**About this exercise**
Pull out of the data below the stretch of lines bounded by the one containing "#[derive(Debug, Clone, Copy, PartialEq, Eq, Hash, Serialize)]" and the one containing "pub const ORDER: [CheckKind;", both bounds included, unchanged.

(Stored records)
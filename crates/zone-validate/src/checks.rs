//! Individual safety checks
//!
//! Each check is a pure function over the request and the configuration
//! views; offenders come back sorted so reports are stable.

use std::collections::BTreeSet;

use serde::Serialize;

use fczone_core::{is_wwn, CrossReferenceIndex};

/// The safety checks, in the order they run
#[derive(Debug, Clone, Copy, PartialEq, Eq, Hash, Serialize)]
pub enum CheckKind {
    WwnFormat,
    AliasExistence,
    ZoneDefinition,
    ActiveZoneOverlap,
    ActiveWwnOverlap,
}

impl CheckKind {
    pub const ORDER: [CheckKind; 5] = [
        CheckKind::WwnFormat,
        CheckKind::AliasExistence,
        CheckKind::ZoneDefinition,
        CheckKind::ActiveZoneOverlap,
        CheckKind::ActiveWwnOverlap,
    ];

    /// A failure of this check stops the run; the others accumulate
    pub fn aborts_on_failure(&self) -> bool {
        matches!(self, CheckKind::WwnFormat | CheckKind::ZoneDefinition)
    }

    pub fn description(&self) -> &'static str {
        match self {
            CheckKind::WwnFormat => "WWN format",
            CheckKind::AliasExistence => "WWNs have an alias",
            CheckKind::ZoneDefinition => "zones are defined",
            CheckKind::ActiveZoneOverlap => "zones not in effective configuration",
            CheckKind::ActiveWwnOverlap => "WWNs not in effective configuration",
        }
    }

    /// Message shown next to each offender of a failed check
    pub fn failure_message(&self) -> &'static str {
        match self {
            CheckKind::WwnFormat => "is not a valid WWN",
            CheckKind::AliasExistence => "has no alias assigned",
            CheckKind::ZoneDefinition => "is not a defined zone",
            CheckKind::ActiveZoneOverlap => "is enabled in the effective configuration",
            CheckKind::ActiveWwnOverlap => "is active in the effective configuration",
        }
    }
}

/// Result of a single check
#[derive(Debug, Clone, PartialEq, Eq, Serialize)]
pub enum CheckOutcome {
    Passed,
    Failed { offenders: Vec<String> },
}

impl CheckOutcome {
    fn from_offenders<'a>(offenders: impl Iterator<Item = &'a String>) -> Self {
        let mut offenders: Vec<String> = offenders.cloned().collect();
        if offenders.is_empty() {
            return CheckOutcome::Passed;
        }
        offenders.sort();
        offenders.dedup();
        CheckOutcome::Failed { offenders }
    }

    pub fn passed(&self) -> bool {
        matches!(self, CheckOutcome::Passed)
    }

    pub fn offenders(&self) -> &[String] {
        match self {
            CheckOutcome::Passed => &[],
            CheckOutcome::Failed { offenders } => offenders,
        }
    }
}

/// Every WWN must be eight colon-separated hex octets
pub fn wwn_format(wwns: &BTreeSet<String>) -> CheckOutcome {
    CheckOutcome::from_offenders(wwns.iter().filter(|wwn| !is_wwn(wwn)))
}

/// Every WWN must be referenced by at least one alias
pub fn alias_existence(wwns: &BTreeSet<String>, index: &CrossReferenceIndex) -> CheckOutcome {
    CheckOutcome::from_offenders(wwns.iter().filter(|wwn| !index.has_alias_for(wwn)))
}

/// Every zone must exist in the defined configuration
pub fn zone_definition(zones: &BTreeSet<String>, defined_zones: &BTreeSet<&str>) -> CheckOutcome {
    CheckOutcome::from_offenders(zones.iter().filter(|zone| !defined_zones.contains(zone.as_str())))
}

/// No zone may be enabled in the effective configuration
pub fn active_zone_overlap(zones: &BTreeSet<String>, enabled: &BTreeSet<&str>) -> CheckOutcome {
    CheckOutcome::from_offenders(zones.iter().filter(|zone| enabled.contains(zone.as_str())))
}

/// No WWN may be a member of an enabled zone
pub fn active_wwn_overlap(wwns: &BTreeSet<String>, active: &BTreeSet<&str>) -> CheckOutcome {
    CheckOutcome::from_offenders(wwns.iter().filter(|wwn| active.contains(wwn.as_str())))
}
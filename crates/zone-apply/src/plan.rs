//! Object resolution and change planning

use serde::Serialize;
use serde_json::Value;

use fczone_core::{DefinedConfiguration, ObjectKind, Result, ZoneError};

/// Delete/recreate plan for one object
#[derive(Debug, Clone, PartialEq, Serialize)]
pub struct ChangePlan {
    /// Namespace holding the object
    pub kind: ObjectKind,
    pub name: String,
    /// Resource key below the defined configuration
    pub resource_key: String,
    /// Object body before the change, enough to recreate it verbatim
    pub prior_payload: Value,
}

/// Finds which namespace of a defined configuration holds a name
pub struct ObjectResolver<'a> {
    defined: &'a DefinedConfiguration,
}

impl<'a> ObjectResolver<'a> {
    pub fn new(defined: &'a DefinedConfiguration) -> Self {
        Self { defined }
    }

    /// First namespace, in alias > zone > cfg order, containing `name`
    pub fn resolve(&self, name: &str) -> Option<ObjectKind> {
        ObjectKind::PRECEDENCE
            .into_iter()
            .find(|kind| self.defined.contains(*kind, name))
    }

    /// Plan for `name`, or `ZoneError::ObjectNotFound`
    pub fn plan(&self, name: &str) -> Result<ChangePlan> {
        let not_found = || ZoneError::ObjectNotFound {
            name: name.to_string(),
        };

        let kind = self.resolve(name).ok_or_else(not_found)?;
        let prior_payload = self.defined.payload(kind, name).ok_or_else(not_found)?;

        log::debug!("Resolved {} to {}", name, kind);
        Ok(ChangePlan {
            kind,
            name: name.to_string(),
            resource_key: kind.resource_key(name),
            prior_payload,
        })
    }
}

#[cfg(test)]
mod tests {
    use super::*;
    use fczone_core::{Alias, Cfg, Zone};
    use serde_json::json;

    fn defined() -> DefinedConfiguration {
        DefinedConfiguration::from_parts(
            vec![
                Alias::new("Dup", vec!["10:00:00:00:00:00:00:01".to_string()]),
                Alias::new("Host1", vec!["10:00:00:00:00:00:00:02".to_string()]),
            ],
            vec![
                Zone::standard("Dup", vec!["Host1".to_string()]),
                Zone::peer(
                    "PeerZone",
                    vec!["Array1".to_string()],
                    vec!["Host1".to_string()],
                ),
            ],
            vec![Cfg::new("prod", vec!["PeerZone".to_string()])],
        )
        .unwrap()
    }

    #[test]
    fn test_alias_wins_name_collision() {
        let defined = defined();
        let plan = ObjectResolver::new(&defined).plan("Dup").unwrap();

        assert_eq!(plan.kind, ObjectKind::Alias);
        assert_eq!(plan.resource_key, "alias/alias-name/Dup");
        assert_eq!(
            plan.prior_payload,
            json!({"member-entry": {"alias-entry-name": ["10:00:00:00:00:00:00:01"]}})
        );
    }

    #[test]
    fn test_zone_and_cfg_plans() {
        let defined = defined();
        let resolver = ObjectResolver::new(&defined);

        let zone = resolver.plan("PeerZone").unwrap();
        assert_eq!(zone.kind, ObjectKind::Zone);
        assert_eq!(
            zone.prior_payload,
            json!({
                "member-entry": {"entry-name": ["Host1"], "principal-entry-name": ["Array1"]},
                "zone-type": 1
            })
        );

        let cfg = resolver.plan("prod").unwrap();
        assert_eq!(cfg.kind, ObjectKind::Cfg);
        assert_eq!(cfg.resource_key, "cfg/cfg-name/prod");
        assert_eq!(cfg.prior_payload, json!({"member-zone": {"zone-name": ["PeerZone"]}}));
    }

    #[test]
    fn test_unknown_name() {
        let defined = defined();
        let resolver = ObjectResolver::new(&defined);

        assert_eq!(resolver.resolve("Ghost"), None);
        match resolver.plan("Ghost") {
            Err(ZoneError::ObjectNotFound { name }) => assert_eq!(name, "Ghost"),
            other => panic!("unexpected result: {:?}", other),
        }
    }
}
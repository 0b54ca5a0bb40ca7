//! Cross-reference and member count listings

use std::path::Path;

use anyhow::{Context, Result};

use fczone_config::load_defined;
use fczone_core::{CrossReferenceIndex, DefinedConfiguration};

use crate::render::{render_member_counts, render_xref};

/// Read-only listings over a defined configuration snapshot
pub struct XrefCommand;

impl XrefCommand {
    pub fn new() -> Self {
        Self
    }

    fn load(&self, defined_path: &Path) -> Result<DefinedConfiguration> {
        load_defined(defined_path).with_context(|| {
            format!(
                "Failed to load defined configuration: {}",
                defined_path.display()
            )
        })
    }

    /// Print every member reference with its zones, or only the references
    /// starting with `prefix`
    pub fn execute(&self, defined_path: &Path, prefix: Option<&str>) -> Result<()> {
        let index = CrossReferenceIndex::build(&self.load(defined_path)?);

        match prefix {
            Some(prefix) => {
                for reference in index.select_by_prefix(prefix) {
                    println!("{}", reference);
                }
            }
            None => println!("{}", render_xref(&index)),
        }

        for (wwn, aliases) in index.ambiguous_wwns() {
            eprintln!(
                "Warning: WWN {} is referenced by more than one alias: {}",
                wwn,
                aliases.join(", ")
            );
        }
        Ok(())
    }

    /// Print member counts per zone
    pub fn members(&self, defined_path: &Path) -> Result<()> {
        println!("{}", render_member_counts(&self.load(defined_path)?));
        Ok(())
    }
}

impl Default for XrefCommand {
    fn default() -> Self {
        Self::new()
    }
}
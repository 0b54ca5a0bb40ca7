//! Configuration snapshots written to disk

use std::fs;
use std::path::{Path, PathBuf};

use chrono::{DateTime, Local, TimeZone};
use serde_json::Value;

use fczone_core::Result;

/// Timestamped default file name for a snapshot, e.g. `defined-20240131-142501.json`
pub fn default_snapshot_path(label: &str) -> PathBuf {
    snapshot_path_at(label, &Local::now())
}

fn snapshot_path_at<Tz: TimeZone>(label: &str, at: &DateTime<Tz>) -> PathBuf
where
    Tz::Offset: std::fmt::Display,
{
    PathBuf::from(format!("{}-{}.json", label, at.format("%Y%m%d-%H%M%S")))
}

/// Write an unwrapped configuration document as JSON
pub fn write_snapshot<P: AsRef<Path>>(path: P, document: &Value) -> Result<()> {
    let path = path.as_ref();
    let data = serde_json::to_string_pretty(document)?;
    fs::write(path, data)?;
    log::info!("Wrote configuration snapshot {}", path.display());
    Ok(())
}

---

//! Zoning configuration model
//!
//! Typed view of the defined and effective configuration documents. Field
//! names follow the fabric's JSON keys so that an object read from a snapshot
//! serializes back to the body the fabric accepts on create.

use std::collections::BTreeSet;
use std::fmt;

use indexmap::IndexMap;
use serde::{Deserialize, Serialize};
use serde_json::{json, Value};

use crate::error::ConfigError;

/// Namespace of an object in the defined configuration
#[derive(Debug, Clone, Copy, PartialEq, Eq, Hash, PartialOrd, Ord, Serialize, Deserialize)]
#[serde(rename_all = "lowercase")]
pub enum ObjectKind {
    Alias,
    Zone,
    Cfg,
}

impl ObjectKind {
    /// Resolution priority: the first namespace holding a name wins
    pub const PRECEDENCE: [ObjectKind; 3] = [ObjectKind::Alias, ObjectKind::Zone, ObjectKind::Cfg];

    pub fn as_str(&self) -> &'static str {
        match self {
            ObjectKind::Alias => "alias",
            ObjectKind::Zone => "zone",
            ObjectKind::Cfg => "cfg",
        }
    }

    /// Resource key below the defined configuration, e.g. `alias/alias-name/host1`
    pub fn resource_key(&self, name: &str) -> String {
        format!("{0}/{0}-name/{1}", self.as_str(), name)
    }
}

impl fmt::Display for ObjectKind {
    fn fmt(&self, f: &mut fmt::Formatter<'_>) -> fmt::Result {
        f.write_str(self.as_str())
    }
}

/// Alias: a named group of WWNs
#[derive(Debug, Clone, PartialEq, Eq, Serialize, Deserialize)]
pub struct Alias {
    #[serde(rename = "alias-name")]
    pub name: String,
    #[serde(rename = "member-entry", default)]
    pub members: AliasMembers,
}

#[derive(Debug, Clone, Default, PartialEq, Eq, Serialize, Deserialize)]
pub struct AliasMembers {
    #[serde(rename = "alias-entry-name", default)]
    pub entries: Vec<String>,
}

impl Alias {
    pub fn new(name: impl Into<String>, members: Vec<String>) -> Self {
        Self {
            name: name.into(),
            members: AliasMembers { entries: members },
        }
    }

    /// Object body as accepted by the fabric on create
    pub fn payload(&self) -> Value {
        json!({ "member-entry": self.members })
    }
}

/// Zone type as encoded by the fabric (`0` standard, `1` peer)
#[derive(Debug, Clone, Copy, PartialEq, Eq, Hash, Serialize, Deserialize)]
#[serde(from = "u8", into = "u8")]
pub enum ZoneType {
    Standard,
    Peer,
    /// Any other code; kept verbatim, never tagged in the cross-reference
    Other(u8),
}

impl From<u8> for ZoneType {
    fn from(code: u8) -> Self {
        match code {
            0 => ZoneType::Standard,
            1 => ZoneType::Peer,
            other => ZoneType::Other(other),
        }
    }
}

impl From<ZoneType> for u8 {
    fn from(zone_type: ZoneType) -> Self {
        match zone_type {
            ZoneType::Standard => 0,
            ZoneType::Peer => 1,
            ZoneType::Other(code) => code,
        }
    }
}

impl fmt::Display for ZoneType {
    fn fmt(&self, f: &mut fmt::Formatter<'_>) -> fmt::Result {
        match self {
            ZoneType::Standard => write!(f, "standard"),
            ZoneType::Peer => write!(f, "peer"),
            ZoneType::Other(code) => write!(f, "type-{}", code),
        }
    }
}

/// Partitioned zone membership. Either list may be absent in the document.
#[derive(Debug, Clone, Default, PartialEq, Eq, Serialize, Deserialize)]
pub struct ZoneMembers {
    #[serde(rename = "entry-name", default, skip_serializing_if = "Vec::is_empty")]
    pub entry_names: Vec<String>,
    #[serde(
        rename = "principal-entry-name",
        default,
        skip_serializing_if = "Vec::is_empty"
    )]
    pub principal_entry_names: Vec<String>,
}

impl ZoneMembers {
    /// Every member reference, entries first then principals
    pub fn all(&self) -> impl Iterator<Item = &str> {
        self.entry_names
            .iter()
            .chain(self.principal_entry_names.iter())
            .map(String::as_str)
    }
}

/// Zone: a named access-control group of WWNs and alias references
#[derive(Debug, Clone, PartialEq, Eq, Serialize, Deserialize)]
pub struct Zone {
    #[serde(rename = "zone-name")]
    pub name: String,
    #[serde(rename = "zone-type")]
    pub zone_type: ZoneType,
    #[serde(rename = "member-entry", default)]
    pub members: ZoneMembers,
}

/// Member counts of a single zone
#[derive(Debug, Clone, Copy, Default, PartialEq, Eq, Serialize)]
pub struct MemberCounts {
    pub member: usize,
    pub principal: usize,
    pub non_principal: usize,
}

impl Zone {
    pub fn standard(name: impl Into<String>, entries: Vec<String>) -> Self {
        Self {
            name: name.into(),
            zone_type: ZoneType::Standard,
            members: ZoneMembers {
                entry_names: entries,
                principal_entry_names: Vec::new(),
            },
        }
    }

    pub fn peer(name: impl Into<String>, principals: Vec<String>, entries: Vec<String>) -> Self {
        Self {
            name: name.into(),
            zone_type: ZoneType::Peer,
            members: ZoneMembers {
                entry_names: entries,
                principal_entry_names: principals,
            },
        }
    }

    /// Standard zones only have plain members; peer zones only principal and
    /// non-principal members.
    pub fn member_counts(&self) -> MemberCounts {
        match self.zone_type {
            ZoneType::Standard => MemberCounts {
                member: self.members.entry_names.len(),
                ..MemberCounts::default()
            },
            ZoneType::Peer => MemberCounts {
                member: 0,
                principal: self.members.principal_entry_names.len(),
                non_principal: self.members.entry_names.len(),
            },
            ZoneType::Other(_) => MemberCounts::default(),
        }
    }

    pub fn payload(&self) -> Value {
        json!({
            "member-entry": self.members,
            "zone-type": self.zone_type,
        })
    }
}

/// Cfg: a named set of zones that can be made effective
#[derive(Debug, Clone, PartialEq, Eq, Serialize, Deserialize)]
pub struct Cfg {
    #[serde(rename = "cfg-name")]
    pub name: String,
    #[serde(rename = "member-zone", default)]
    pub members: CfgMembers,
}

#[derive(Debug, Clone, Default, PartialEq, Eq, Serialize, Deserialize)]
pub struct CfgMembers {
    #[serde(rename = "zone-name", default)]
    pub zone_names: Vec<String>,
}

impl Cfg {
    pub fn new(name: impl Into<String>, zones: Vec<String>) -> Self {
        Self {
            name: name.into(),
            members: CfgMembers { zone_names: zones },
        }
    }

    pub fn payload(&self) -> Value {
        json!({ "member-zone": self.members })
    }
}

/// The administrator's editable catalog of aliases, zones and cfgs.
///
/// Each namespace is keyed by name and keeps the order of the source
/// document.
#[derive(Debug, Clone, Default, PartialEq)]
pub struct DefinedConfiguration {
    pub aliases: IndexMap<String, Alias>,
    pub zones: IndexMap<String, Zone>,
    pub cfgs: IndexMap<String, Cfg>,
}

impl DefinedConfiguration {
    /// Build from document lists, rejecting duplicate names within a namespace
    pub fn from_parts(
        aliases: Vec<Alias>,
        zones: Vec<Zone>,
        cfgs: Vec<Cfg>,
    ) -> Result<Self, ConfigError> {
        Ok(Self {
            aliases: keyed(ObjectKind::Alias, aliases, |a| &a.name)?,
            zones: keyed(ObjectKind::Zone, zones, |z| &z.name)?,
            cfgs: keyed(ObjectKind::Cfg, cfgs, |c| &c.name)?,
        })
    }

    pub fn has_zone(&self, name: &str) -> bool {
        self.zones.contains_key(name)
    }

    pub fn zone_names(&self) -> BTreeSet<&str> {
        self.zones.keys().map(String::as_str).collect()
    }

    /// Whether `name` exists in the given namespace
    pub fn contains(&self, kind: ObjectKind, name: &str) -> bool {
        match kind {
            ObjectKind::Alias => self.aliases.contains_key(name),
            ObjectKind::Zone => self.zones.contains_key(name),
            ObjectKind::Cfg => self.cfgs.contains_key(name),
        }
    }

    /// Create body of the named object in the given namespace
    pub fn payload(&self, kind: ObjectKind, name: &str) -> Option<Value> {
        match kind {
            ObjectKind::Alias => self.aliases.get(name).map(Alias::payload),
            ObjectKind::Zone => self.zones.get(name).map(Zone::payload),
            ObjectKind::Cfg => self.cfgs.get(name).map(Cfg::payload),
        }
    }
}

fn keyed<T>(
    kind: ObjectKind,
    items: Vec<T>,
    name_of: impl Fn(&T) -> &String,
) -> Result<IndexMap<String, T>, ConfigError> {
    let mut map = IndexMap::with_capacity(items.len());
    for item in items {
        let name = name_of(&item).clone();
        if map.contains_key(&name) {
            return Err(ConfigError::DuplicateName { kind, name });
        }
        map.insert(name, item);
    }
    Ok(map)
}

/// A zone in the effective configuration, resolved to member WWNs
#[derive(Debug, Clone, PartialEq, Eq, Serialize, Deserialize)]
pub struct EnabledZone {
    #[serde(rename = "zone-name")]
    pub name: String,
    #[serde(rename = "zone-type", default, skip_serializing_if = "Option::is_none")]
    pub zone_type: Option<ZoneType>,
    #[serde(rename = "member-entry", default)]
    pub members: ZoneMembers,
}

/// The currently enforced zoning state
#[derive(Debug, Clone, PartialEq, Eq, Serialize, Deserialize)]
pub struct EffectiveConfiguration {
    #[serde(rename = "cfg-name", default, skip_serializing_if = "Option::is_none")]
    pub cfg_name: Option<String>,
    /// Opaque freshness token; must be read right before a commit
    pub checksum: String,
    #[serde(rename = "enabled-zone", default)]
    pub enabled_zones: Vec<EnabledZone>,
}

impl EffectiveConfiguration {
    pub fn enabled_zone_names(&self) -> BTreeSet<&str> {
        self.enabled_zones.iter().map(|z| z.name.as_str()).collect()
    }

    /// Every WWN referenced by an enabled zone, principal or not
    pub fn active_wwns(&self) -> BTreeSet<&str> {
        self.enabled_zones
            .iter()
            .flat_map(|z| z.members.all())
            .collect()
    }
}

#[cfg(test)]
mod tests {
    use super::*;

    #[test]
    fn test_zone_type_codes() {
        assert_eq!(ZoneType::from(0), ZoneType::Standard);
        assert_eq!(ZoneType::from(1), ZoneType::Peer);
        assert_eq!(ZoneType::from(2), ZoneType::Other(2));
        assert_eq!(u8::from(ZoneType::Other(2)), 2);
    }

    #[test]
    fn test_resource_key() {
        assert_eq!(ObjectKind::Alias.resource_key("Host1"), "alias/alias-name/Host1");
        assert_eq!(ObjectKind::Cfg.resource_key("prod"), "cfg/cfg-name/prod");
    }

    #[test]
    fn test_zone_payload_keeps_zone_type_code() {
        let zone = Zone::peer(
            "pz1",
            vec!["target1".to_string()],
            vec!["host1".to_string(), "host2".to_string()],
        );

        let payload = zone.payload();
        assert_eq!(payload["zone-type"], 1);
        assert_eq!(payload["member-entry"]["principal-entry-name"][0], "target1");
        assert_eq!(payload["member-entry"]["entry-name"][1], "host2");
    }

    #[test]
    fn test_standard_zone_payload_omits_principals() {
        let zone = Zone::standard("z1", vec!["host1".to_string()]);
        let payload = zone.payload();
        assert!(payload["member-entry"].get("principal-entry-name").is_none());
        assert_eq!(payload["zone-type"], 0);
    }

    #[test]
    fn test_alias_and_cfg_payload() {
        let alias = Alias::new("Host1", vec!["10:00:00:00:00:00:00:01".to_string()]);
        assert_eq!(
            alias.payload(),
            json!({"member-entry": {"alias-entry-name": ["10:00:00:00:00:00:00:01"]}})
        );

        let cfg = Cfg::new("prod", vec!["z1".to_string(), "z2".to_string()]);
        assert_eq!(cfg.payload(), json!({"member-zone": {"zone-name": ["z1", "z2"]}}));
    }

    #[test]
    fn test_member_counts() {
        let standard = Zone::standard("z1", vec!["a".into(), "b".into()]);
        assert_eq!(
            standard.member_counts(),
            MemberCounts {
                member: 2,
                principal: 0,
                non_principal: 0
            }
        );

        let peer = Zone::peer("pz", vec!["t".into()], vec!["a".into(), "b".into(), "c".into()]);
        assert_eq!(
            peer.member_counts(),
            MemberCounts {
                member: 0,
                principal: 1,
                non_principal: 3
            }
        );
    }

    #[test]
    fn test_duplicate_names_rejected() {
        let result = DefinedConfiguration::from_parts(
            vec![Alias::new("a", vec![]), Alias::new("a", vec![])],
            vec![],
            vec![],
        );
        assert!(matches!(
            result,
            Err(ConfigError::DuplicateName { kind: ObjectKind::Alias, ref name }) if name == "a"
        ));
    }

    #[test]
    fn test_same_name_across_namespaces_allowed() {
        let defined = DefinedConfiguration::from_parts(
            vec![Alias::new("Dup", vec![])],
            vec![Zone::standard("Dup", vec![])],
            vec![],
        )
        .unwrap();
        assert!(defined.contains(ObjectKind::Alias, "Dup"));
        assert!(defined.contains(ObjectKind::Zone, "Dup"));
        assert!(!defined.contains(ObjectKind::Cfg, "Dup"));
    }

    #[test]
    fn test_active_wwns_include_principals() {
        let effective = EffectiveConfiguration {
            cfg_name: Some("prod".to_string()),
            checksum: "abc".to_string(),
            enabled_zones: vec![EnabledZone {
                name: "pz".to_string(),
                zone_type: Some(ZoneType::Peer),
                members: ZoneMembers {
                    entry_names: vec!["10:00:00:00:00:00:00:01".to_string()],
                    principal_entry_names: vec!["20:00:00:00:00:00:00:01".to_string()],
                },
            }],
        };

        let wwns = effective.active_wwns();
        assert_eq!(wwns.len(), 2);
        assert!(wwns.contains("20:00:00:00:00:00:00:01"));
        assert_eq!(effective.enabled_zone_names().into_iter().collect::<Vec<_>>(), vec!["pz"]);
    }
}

**Exercise output**
#[derive(Debug, Clone, Copy, PartialEq, Eq, Hash, Serialize)]
pub enum CheckKind {
    WwnFormat,
    AliasExistence,
    ZoneDefinition,
    ActiveZoneOverlap,
    ActiveWwnOverlap,
}

impl CheckKind {
    pub const ORDER: [CheckKind; 5] = [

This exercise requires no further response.